The slope intercept form of a straight-line equation is $y=mx+c$ where $m$ is the slope and $c$ is the y-intercept.

The product of slopes of perpendicular lines is $-1$.

The equation of a straight-line having slope m and passing through the point $\left(h,k\right)$ is given as $y-k=m\left(x-h\right)$.

It is given that the line passes through $\left(2,-5\right)$ and is perpendicular to $y=\frac{1}{4}x+7$.

Then, $\left(h,k\right)=\left(2,-5\right)$.

Comparing $y=\frac{1}{4}x+7$ to $y=mx+c$, $m=\frac{1}{4}$.

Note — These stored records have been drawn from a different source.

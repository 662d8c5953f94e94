//! Persistent pub/sub listeners on application node topics.
//!
//! Unlike the other probes this is not request/response: one long-lived
//! subscription per node records when messages arrive, and a node that has
//! been silent for too long is sent a synthetic request to tell an idle node
//! apart from a silent relay.

use chrono::Utc;
use serde::Deserialize;
use serde_json::{json, Map};
use std::collections::HashSet;
use std::sync::{Arc, Mutex};
use std::time::{Duration, Instant};
use tokio::sync::broadcast;

use super::{NodeInfo, ProbeKind, ProbeOutcome, Target};
use crate::clients::{PubsubClient, PubsubMessage, Subscription};
use crate::keys;
use crate::registry::TargetRegistry;
use crate::scheduler::Reporter;
use crate::state::{Category, StateKey};

pub const MESSAGE_COUNT_METRIC: &str = "contrail_pubsub_message_count";

/// The part of a signed application message that identifies its author.
#[derive(Debug, Deserialize)]
struct SignedEnvelope {
    signature: Signature,
}

#[derive(Debug, Deserialize)]
struct Signature {
    #[serde(rename = "publicKey")]
    public_key: serde_bytes::ByteBuf,
}

/// The `signature.publicKey` bytes of a CBOR message, if it has one.
fn signer_public_key(data: &[u8]) -> Option<Vec<u8>> {
    serde_cbor::from_slice::<SignedEnvelope>(data)
        .ok()
        .map(|envelope| envelope.signature.public_key.into_vec())
}

/// Timing knobs for listeners.
#[derive(Debug, Clone)]
pub struct ListenTimings {
    /// Silence after which a node is provoked
    pub staleness: Duration,
    /// How often silence is re-checked
    pub recheck: Duration,
    pub peers_every: Duration,
    pub backoff_start: Duration,
    pub backoff_max: Duration,
}

impl Default for ListenTimings {
    fn default() -> Self {
        Self {
            staleness: Duration::from_secs(10 * 60),
            recheck: Duration::from_secs(5 * 60),
            peers_every: Duration::from_secs(10),
            backoff_start: Duration::from_secs(5),
            backoff_max: Duration::from_secs(80),
        }
    }
}

/// Whether a node whose last authoritative message was at `last` (unix
/// seconds) should be provoked at `now`.
pub fn needs_provoke(last: Option<i64>, now: i64, staleness: Duration) -> bool {
    match last {
        Some(last) => now - last >= staleness.as_secs() as i64,
        None => true,
    }
}

/// Starts one listener per known node and keeps them running until stopped.
pub struct ListenerSupervisor {
    client: Arc<dyn PubsubClient>,
    reporter: Arc<Reporter>,
    registry: Arc<TargetRegistry>,
    timings: ListenTimings,
    active: Mutex<HashSet<String>>,
    stop_tx: broadcast::Sender<()>,
}

impl ListenerSupervisor {
    pub fn new(
        client: Arc<dyn PubsubClient>,
        reporter: Arc<Reporter>,
        registry: Arc<TargetRegistry>,
        timings: ListenTimings,
    ) -> Self {
        let (stop_tx, _) = broadcast::channel(1);
        Self {
            client,
            reporter,
            registry,
            timings,
            active: Mutex::new(HashSet::new()),
            stop_tx,
        }
    }

    /// Start listeners for nodes whose topic and key are known and that are
    /// not listened to yet. Returns how many were started.
    pub fn ensure_listeners(&self) -> usize {
        let state = self.reporter.state();
        let mut started = 0;
        for address in self.registry.nodes().iter() {
            let Some(node) = NodeInfo::lookup(state, address) else {
                tracing::debug!("No topic known for {} yet, not listening", address);
                continue;
            };
            {
                let mut active = self.active.lock().unwrap_or_else(|e| e.into_inner());
                if !active.insert(node.address.clone()) {
                    continue;
                }
            }
            tracing::info!("Listening to {} on topic {}", node.address, node.pubsub_topic);
            let listener = Arc::new(NodeListener::new(
                node,
                self.client.clone(),
                self.reporter.clone(),
                self.timings.clone(),
            ));
            listener.spawn(&self.stop_tx);
            started += 1;
        }
        started
    }

    /// Check for new nodes every `every` until stopped.
    pub fn spawn_loop(self: Arc<Self>, every: Duration) -> tokio::task::JoinHandle<()> {
        let mut stop = self.stop_tx.subscribe();
        tokio::spawn(async move {
            let mut interval = tokio::time::interval(every);
            interval.set_missed_tick_behavior(tokio::time::MissedTickBehavior::Skip);
            loop {
                tokio::select! {
                    _ = stop.recv() => break,
                    _ = interval.tick() => {
                        self.ensure_listeners();
                    }
                }
            }
        })
    }

    pub fn stop(&self) {
        let _ = self.stop_tx.send(());
    }
}

/// Subscription, peer poll and provoke tasks of one node.
pub struct NodeListener {
    node: NodeInfo,
    target: Target,
    expected_signer: Option<Vec<u8>>,
    client: Arc<dyn PubsubClient>,
    reporter: Arc<Reporter>,
    timings: ListenTimings,
}

impl NodeListener {
    pub fn new(node: NodeInfo, client: Arc<dyn PubsubClient>, reporter: Arc<Reporter>, timings: ListenTimings) -> Self {
        let expected_signer = keys::decode_public_key(&node.public_key).ok();
        let target = Target::new(Category::ApplicationNode, node.address.clone()).with_node(node.clone());
        Self {
            node,
            target,
            expected_signer,
            client,
            reporter,
            timings,
        }
    }

    fn key(&self) -> StateKey {
        StateKey::new(Category::ApplicationNode, self.node.address.clone())
    }

    pub fn spawn(self: Arc<Self>, stop_tx: &broadcast::Sender<()>) {
        tokio::spawn(self.clone().subscribe_loop(stop_tx.subscribe()));
        tokio::spawn(self.clone().peers_loop(stop_tx.subscribe()));
        tokio::spawn(self.provoke_loop(stop_tx.subscribe()));
    }

    /// Subscribe forever, reconnecting with doubling backoff.
    async fn subscribe_loop(self: Arc<Self>, mut stop: broadcast::Receiver<()>) {
        let mut backoff = self.timings.backoff_start;
        loop {
            match self.client.subscribe(&self.node.pubsub_topic).await {
                Ok(subscription) => {
                    backoff = self.timings.backoff_start;
                    if self.consume(subscription, &mut stop).await {
                        return;
                    }
                }
                Err(e) => tracing::warn!("Failed subscribing to {}: {}", self.node.pubsub_topic, e),
            }

            tokio::select! {
                _ = stop.recv() => return,
                _ = tokio::time::sleep(backoff) => {}
            }
            backoff = (backoff * 2).min(self.timings.backoff_max);
        }
    }

    /// Read messages until the stream ends. Returns true when stopped.
    async fn consume(&self, mut subscription: Box<dyn Subscription>, stop: &mut broadcast::Receiver<()>) -> bool {
        loop {
            let next = tokio::select! {
                _ = stop.recv() => None,
                message = subscription.next_message() => Some(message),
            };
            match next {
                None => {
                    if let Err(e) = subscription.unsubscribe().await {
                        tracing::debug!("Failed unsubscribing from {}: {}", self.node.pubsub_topic, e);
                    }
                    return true;
                }
                Some(Ok(Some(message))) => self.on_message(&message),
                Some(Ok(None)) => {
                    tracing::warn!("Subscription to {} closed, reconnecting", self.node.pubsub_topic);
                    return false;
                }
                Some(Err(e)) => {
                    tracing::warn!("Subscription to {} failed: {}", self.node.pubsub_topic, e);
                    return false;
                }
            }
        }
    }

    pub fn on_message(&self, message: &PubsubMessage) {
        let state = self.reporter.state();
        let key = self.key();
        let now = Utc::now().timestamp();

        state.increment(&key, "pubsubMessageCount", 1);
        let mut fields = Map::new();
        fields.insert("lastPubsubMessageTimestamp".to_string(), json!(now));
        let signer = signer_public_key(&message.data);
        if signer.is_some() && signer == self.expected_signer {
            fields.insert("lastAuthoritativeMessageTimestamp".to_string(), json!(now));
        }
        state.merge(&key, fields);

        self.reporter.metrics().increment(
            MESSAGE_COUNT_METRIC,
            &[(Category::ApplicationNode.label_name(), &self.node.address)],
            1.0,
        );
    }

    async fn peers_loop(self: Arc<Self>, mut stop: broadcast::Receiver<()>) {
        let mut interval = tokio::time::interval(self.timings.peers_every);
        interval.set_missed_tick_behavior(tokio::time::MissedTickBehavior::Skip);
        loop {
            tokio::select! {
                _ = stop.recv() => return,
                _ = interval.tick() => {
                    let outcome = self.poll_peers().await;
                    self.reporter.report(&outcome);
                }
            }
        }
    }

    async fn poll_peers(&self) -> ProbeOutcome {
        let kind = ProbeKind::PubsubPeers;
        let start = Instant::now();
        match self.client.peers(&self.node.pubsub_topic).await {
            Ok(peers) => ProbeOutcome::success(kind, &self.target, start.elapsed(), 1).with("pubsubPeerCount", peers.len()),
            Err(e) => ProbeOutcome::failure(kind, &self.target, 1, e),
        }
    }

    async fn provoke_loop(self: Arc<Self>, mut stop: broadcast::Receiver<()>) {
        let first = tokio::time::Instant::now() + self.timings.staleness;
        let mut interval = tokio::time::interval_at(first, self.timings.recheck);
        interval.set_missed_tick_behavior(tokio::time::MissedTickBehavior::Skip);
        loop {
            tokio::select! {
                _ = stop.recv() => return,
                _ = interval.tick() => {
                    if let Some(outcome) = self.provoke_if_stale().await {
                        self.reporter.report(&outcome);
                    }
                }
            }
        }
    }

    /// Publish a synthetic request when the node has been silent too long.
    pub async fn provoke_if_stale(&self) -> Option<ProbeOutcome> {
        let last = self
            .reporter
            .state()
            .get(&self.key())
            .and_then(|record| record.get("lastAuthoritativeMessageTimestamp").and_then(|v| v.as_i64()));
        if !needs_provoke(last, Utc::now().timestamp(), self.timings.staleness) {
            return None;
        }

        tracing::debug!("No authoritative message from {} recently, provoking", self.node.address);
        let request = json!({
            "type": "ContrailProbeRequest",
            "id": keys::random_identity(),
            "timestamp": Utc::now().timestamp(),
        });
        let kind = ProbeKind::ProvokePublish;
        let start = Instant::now();
        let outcome = match self
            .client
            .publish(&self.node.pubsub_topic, request.to_string().as_bytes())
            .await
        {
            Ok(()) => ProbeOutcome::success(kind, &self.target, start.elapsed(), 1),
            Err(e) => ProbeOutcome::failure(kind, &self.target, 1, e),
        };
        Some(outcome)
    }
}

So, the slope of $y=\frac{1}{4}x+7$ is $\frac{1}{4}$.

Thus, the slope of the required line, as it is perpendicular to $y=\frac{1}{4}x+7$, is $-4$.

Then, $m=-4$.

Put $m=-4$ and $\left(h,k\right)=\left(2,-5\right)$ in $y-k=m\left(x-h\right)$ to get,

$y-\left(-5\right)=-4\left(x-2\right)$

$y+5=-4\left(x-2\right)$  (Simplify)

$y+5=-4x+8$  (Distributive property)

$y+5-5=-4x+8-5$  (Subtract 5 from both sides)

$y=-4x+3$   (Simplify)

So, the required equation of the straight line in slope-intercept form is $y=-4x+3$.